Michael Sheridan takes a look at the Ssang Yong Korando as the company makes a return to the Irish market.
SsangYong is a Korean carmaker that is back on sale in Ireland after a few years in the wilderness. New importer SsangYong Ireland has set out its stall with very competitive pricing and some new models like the Korando (€25,995) and Korando Sport pick up (€30,993).
Recently the Seoul based firm was financially ‘on its knees’ until it was brought back to life by Indian giant Mahindra and Mahindra Limited. Old SsangYong models you may recall include the Mercedes based Musso SUV (replaced by the Kyron), 7-seat Rexton SUV, Actyon crossover (that replaced the last Korando) and the ‘ugly as sin’ Rodius full size MPV!
New Korando shows how far SsangYong has moved on in terms of styling and design. Its exterior styling is impressive. At recent international car shows SsangYong has showcased some interesting designs. The handsome Korando can be confidently parked next to rivals like the Nissan Qashqai, KIA Sportage and Opel Mokka. Previous SsangYongs were at best… challenging to the eye but not so the latest Korando compact SUV crossover.
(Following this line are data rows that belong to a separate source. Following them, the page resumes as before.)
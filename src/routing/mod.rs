//! The frontend route part: translating request paths to content nodes and
//! back.
//!
//! # Module Structure
//!
//! ```text
//! routing/
//! ├── parameters   # RouteParameters, RouteTags
//! ├── error        # RoutingError
//! ├── matching     # request path -> node (MatchResult)
//! ├── resolving    # node -> request path + constraints (ResolveResult)
//! ├── tests        # end-to-end matcher/resolver tests
//! └── mod.rs       # FrontendRoutePart and shared context plumbing
//! ```

mod error;
mod matching;
mod parameters;
mod resolving;

#[cfg(test)]
mod tests;

pub use error::RoutingError;
pub use matching::MatchResult;
pub use parameters::{
    PARAM_DIMENSION_VALUES, PARAM_REQUEST_URI_HOST, PARAM_URI_PATH_SEGMENT_USED,
    PARAM_WORKSPACE_NAME, RouteParameters, RouteTags,
};
pub use resolving::{ResolveResult, ResolveTarget};

use std::sync::Arc;

use crate::config::DimensionConfig;
use crate::content::{
    ContentBackend, ContentContext, DOCUMENT_TYPE, LIVE_WORKSPACE, Site, SiteDirectory,
    context_path,
};

/// Options configuring one frontend route part.
#[derive(Debug, Clone)]
pub struct RoutePartOptions {
    /// Literal suffix required on matched request paths, e.g. `.html`.
    pub uri_path_suffix: Option<String>,
    /// Restrict matching to the site root node itself.
    pub only_match_site_nodes: bool,
    /// Node type the matched node must carry.
    pub node_type: String,
    /// Matching consumes the request path only up to this string; the
    /// remainder belongs to other route parts.
    pub split_string: Option<String>,
}

impl Default for RoutePartOptions {
    fn default() -> Self {
        Self {
            uri_path_suffix: None,
            only_match_site_nodes: false,
            node_type: DOCUMENT_TYPE.to_string(),
            split_string: None,
        }
    }
}

/// Route part translating between request paths and content nodes.
///
/// Matching reads the routing parameters persisted by the subgraph detector;
/// resolving additionally consults the dimension configuration to decorate
/// generated URIs.
pub struct FrontendRoutePart {
    backend: Arc<dyn ContentBackend>,
    sites: SiteDirectory,
    config: DimensionConfig,
    options: RoutePartOptions,
}

impl FrontendRoutePart {
    pub fn new(
        backend: Arc<dyn ContentBackend>,
        sites: SiteDirectory,
        config: DimensionConfig,
    ) -> Self {
        Self {
            backend,
            sites,
            config,
            options: RoutePartOptions::default(),
        }
    }

    pub fn with_options(mut self, options: RoutePartOptions) -> Self {
        self.options = options;
        self
    }

    pub fn options(&self) -> &RoutePartOptions {
        &self.options
    }

    /// The part of the request path this route part is responsible for:
    /// everything before the configured split string.
    pub fn find_value_to_match<'p>(&self, request_path: &'p str) -> &'p str {
        match self.options.split_string.as_deref() {
            Some(split) if !split.is_empty() => match request_path.find(split) {
                Some(position) => &request_path[..position],
                None => request_path,
            },
            _ => request_path,
        }
    }

    /// Build the matching context from the parameters the subgraph detector
    /// persisted. The workspace defaults to `live` when detection never ran.
    fn context_from_parameters(
        &self,
        parameters: &RouteParameters,
    ) -> Result<ContentContext, RoutingError> {
        let workspace_name = parameters.workspace_name().unwrap_or(LIVE_WORKSPACE);
        if !self.backend.workspace_exists(workspace_name) {
            return Err(RoutingError::NoWorkspace(workspace_name.to_string()));
        }
        Ok(ContentContext::for_workspace(
            workspace_name,
            parameters.dimension_values(),
        ))
    }

    /// Build a resolving context from a context path's encoded workspace and
    /// dimensions. Resolving contexts always see hidden content: link
    /// generation must work for nodes that matching would refuse.
    fn context_from_path(
        &self,
        parts: &context_path::ContextPathParts,
    ) -> Result<ContentContext, RoutingError> {
        if !self.backend.workspace_exists(&parts.workspace_name) {
            return Err(RoutingError::NoWorkspace(parts.workspace_name.clone()));
        }
        let mut ctx =
            ContentContext::for_workspace(&parts.workspace_name, parts.dimensions.clone());
        ctx.invisible_content_shown = true;
        ctx.inaccessible_content_shown = true;
        Ok(ctx)
    }

    /// The site serving the request, keyed by the `requestUriHost` routing
    /// parameter.
    fn current_site(&self, parameters: &RouteParameters) -> Result<Site, RoutingError> {
        let host = parameters.request_uri_host().unwrap_or_default();
        self.sites
            .site_for_host(host)
            .ok_or_else(|| RoutingError::NoSite(host.to_string()))
    }
}

#[cfg(test)]
mod options_tests {
    use super::*;

    fn route_part(options: RoutePartOptions) -> FrontendRoutePart {
        use crate::content::SiteSource;
        use crate::content::memory::MemoryBackend;

        struct NoSites;
        impl SiteSource for NoSites {
            fn find_by_host(&self, _host: &str) -> Option<Site> {
                None
            }
            fn default_site(&self) -> Option<Site> {
                None
            }
        }

        FrontendRoutePart::new(
            Arc::new(MemoryBackend::new()),
            SiteDirectory::new(Arc::new(NoSites)),
            DimensionConfig::default(),
        )
        .with_options(options)
    }

    #[test]
    fn test_default_node_type_is_document() {
        assert_eq!(RoutePartOptions::default().node_type, DOCUMENT_TYPE);
    }

    #[test]
    fn test_find_value_to_match_honors_split_string() {
        let part = route_part(RoutePartOptions {
            split_string: Some(".".to_string()),
            ..RoutePartOptions::default()
        });
        assert_eq!(part.find_value_to_match("about-us.html"), "about-us");
        assert_eq!(part.find_value_to_match("about-us"), "about-us");

        let part = route_part(RoutePartOptions::default());
        assert_eq!(part.find_value_to_match("about-us.html"), "about-us.html");
    }
}
//! In-memory content backend for tests and demos.
//!
//! Builds workspace-separated node trees under a `/sites` root from
//! [`NodeSpec`] declarations. Node handles are context-bound: traversal
//! respects the context's visibility flags the way a persistent backend
//! would.

use std::sync::{Arc, Weak};

use parking_lot::RwLock;
use rustc_hash::FxHashMap;

use crate::content::{
    ContentBackend, ContentContext, ContentNode, DOCUMENT_TYPE, NodeHandle, SHORTCUT_TYPE,
    ShortcutTarget, Site, URI_PATH_SEGMENT_PROPERTY,
};

/// Node type of the `/sites` root container.
const SITES_TYPE: &str = "sites";

// ============================================================================
// NodeSpec builder
// ============================================================================

/// Declarative node description for building in-memory trees.
#[derive(Debug, Clone)]
pub struct NodeSpec {
    name: String,
    identifier: Option<String>,
    node_type: String,
    properties: FxHashMap<String, String>,
    hidden: bool,
    shortcut: Option<ShortcutTarget>,
    children: Vec<NodeSpec>,
}

impl NodeSpec {
    /// A document node with the given internal name and public path segment.
    pub fn document(name: &str, uri_path_segment: &str) -> Self {
        Self {
            name: name.to_string(),
            identifier: None,
            node_type: DOCUMENT_TYPE.to_string(),
            properties: FxHashMap::from_iter([(
                URI_PATH_SEGMENT_PROPERTY.to_string(),
                uri_path_segment.to_string(),
            )]),
            hidden: false,
            shortcut: None,
            children: Vec::new(),
        }
    }

    /// A site root node. Site nodes carry no path segment; they are
    /// addressed by the empty request path.
    pub fn site(name: &str) -> Self {
        Self {
            name: name.to_string(),
            identifier: None,
            node_type: DOCUMENT_TYPE.to_string(),
            properties: FxHashMap::default(),
            hidden: false,
            shortcut: None,
            children: Vec::new(),
        }
    }

    /// A shortcut node with the given target.
    pub fn shortcut(name: &str, uri_path_segment: &str, target: ShortcutTarget) -> Self {
        let mut spec = Self::document(name, uri_path_segment);
        spec.node_type = SHORTCUT_TYPE.to_string();
        spec.shortcut = Some(target);
        spec
    }

    pub fn with_identifier(mut self, identifier: &str) -> Self {
        self.identifier = Some(identifier.to_string());
        self
    }

    pub fn with_property(mut self, name: &str, value: &str) -> Self {
        self.properties.insert(name.to_string(), value.to_string());
        self
    }

    /// Remove a property set by the constructor (for building broken trees
    /// in tests).
    pub fn without_property(mut self, name: &str) -> Self {
        self.properties.remove(name);
        self
    }

    pub fn hidden(mut self) -> Self {
        self.hidden = true;
        self
    }

    pub fn with_child(mut self, child: NodeSpec) -> Self {
        self.children.push(child);
        self
    }
}

// ============================================================================
// Raw storage nodes
// ============================================================================

#[derive(Debug)]
struct MemoryNode {
    identifier: String,
    name: String,
    path: String,
    node_type: String,
    properties: FxHashMap<String, String>,
    hidden: bool,
    shortcut: Option<ShortcutTarget>,
    parent: RwLock<Weak<MemoryNode>>,
    children: RwLock<Vec<Arc<MemoryNode>>>,
}

impl MemoryNode {
    fn container(name: &str, path: &str, node_type: &str) -> Arc<Self> {
        Arc::new(Self {
            identifier: format!("id{}", path.replace('/', "-")),
            name: name.to_string(),
            path: path.to_string(),
            node_type: node_type.to_string(),
            properties: FxHashMap::default(),
            hidden: false,
            shortcut: None,
            parent: RwLock::new(Weak::new()),
            children: RwLock::new(Vec::new()),
        })
    }

    fn from_spec(spec: NodeSpec, parent: &Arc<MemoryNode>) -> Arc<Self> {
        let path = format!("{}/{}", parent.path, spec.name);
        let node = Arc::new(Self {
            identifier: spec
                .identifier
                .unwrap_or_else(|| format!("id{}", path.replace('/', "-"))),
            name: spec.name,
            path,
            node_type: spec.node_type,
            properties: spec.properties,
            hidden: spec.hidden,
            shortcut: spec.shortcut,
            parent: RwLock::new(Arc::downgrade(parent)),
            children: RwLock::new(Vec::new()),
        });
        for child_spec in spec.children {
            let child = Self::from_spec(child_spec, &node);
            node.children.write().push(child);
        }
        node
    }

    fn find_by_identifier(self: &Arc<Self>, identifier: &str) -> Option<Arc<Self>> {
        if self.identifier == identifier {
            return Some(Arc::clone(self));
        }
        for child in self.children.read().iter() {
            if let Some(found) = child.find_by_identifier(identifier) {
                return Some(found);
            }
        }
        None
    }
}

// ============================================================================
// Context-bound handles
// ============================================================================

struct ContextNode {
    node: Arc<MemoryNode>,
    show_hidden: bool,
}

impl ContextNode {
    fn wrap(node: Arc<MemoryNode>, show_hidden: bool) -> NodeHandle {
        Arc::new(Self { node, show_hidden })
    }
}

impl ContentNode for ContextNode {
    fn identifier(&self) -> String {
        self.node.identifier.clone()
    }

    fn name(&self) -> String {
        self.node.name.clone()
    }

    fn path(&self) -> String {
        self.node.path.clone()
    }

    fn node_type(&self) -> String {
        self.node.node_type.clone()
    }

    fn is_of_type(&self, type_name: &str) -> bool {
        // shortcuts are addressable pages, so they count as documents
        self.node.node_type == type_name
            || (type_name == DOCUMENT_TYPE && self.node.node_type == SHORTCUT_TYPE)
    }

    fn property(&self, name: &str) -> Option<String> {
        self.node.properties.get(name).cloned()
    }

    fn parent(&self) -> Option<NodeHandle> {
        let parent = self.node.parent.read().upgrade()?;
        if parent.node_type == SITES_TYPE {
            return None;
        }
        Some(Self::wrap(parent, self.show_hidden))
    }

    fn children_of_type(&self, type_filter: &str) -> Vec<NodeHandle> {
        self.node
            .children
            .read()
            .iter()
            .filter(|child| self.show_hidden || !child.hidden)
            .map(|child| Self::wrap(Arc::clone(child), self.show_hidden))
            .filter(|child| child.is_of_type(type_filter))
            .collect()
    }

    fn is_hidden(&self) -> bool {
        self.node.hidden
    }

    fn is_site_root(&self) -> bool {
        self.node
            .parent
            .read()
            .upgrade()
            .is_some_and(|parent| parent.node_type == SITES_TYPE)
    }

    fn shortcut_target(&self) -> Option<ShortcutTarget> {
        self.node.shortcut.clone()
    }
}

// ============================================================================
// Backend
// ============================================================================

/// In-memory [`ContentBackend`] with one node tree per workspace.
#[derive(Default)]
pub struct MemoryBackend {
    workspaces: RwLock<FxHashMap<String, Arc<MemoryNode>>>,
}

impl MemoryBackend {
    pub fn new() -> Self {
        Self::default()
    }

    /// Insert a site tree into a workspace, creating the workspace's
    /// `/sites` root on first use.
    pub fn insert_site(&self, workspace: &str, site: NodeSpec) {
        let mut workspaces = self.workspaces.write();
        let root = workspaces
            .entry(workspace.to_string())
            .or_insert_with(|| MemoryNode::container("sites", "/sites", SITES_TYPE));
        let site_node = MemoryNode::from_spec(site, root);
        root.children.write().push(site_node);
    }

    fn workspace_root(&self, name: &str) -> Option<Arc<MemoryNode>> {
        self.workspaces.read().get(name).cloned()
    }

    fn raw_site_node(&self, ctx: &ContentContext, site: &Site) -> Option<Arc<MemoryNode>> {
        let root = self.workspace_root(&ctx.workspace_name)?;
        let children = root.children.read();
        children
            .iter()
            .find(|child| child.name == site.name)
            .cloned()
    }
}

impl ContentBackend for MemoryBackend {
    fn workspace_exists(&self, name: &str) -> bool {
        self.workspaces.read().contains_key(name)
    }

    fn site_node(&self, ctx: &ContentContext, site: &Site) -> Option<NodeHandle> {
        let node = self.raw_site_node(ctx, site)?;
        if node.hidden && !ctx.invisible_content_shown {
            return None;
        }
        Some(ContextNode::wrap(node, ctx.invisible_content_shown))
    }

    fn node_by_identifier(&self, ctx: &ContentContext, identifier: &str) -> Option<NodeHandle> {
        let root = self.workspace_root(&ctx.workspace_name)?;
        let node = root.find_by_identifier(identifier)?;
        if node.hidden && !ctx.invisible_content_shown {
            return None;
        }
        Some(ContextNode::wrap(node, ctx.invisible_content_shown))
    }

    fn node_at(
        &self,
        ctx: &ContentContext,
        site: &Site,
        relative_path: &str,
    ) -> Option<NodeHandle> {
        let mut current = self.raw_site_node(ctx, site)?;
        for segment in relative_path.split('/').filter(|s| !s.is_empty()) {
            let next = current
                .children
                .read()
                .iter()
                .find(|child| child.name == segment)
                .cloned()?;
            current = next;
        }
        if current.hidden && !ctx.invisible_content_shown {
            return None;
        }
        Some(ContextNode::wrap(current, ctx.invisible_content_shown))
    }
}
Inside the front-wheel drive Korando there is seating for five. An impressive level of standard specification is present also, to tempt new customers. There are three trim levels (S, E & L). The top spec ‘L’ version features full leather seating, reversing camera and classy looking side sills (that I found in fact hampered access). The boot size is average but there is a spare wheel as standard. A four-wheel drive version is available but unlikely to sell in Ireland. Korando and Korando Sport should not be confused as Sport is double-cab pick up with a number of rear deck options for those with an active lifestyle.
SsangYong used to rely on older Mercedes engines but now has its own four-cylinder diesel that pushes out 149hp and 360nm of torque. A five-year unlimited mileage warranty and breakdown cover is standard too and this is definitely a big vote of confidence from the Irish importer. Sadly in bigger, heavier models like the Rodius CO2 goes through the roof and pushes the people carrier into the €1,200 a year road tax bracket - so expect to see it only bought by Taxi drivers.
On the road Korando is set up for a soft ride. When cornering there is quite a bit of body-roll but nothing alarming. Under brisk acceleration it was easy to break traction especially on wet surfaces - particularly when exiting corners. On the open road the engine pulls strongly and the ride is refined. My test car’s six-speed manual gearbox gave cause for concern. On the day I got into it I had already driven three manual cars; a Mondeo, Note and Carens with no fuss, but more than once in the Korando was reluctant to allow me engage second gear. The gear lever can easily be pushed too far left (when shifting to second) - where there is no gear to select, plus fourth gear is positioned very close to second! After a couple of days driving I managed to adapt my gear shifting to negate the problem.
SsangYong Korando looks good, is packed full of kit and priced to attract attention.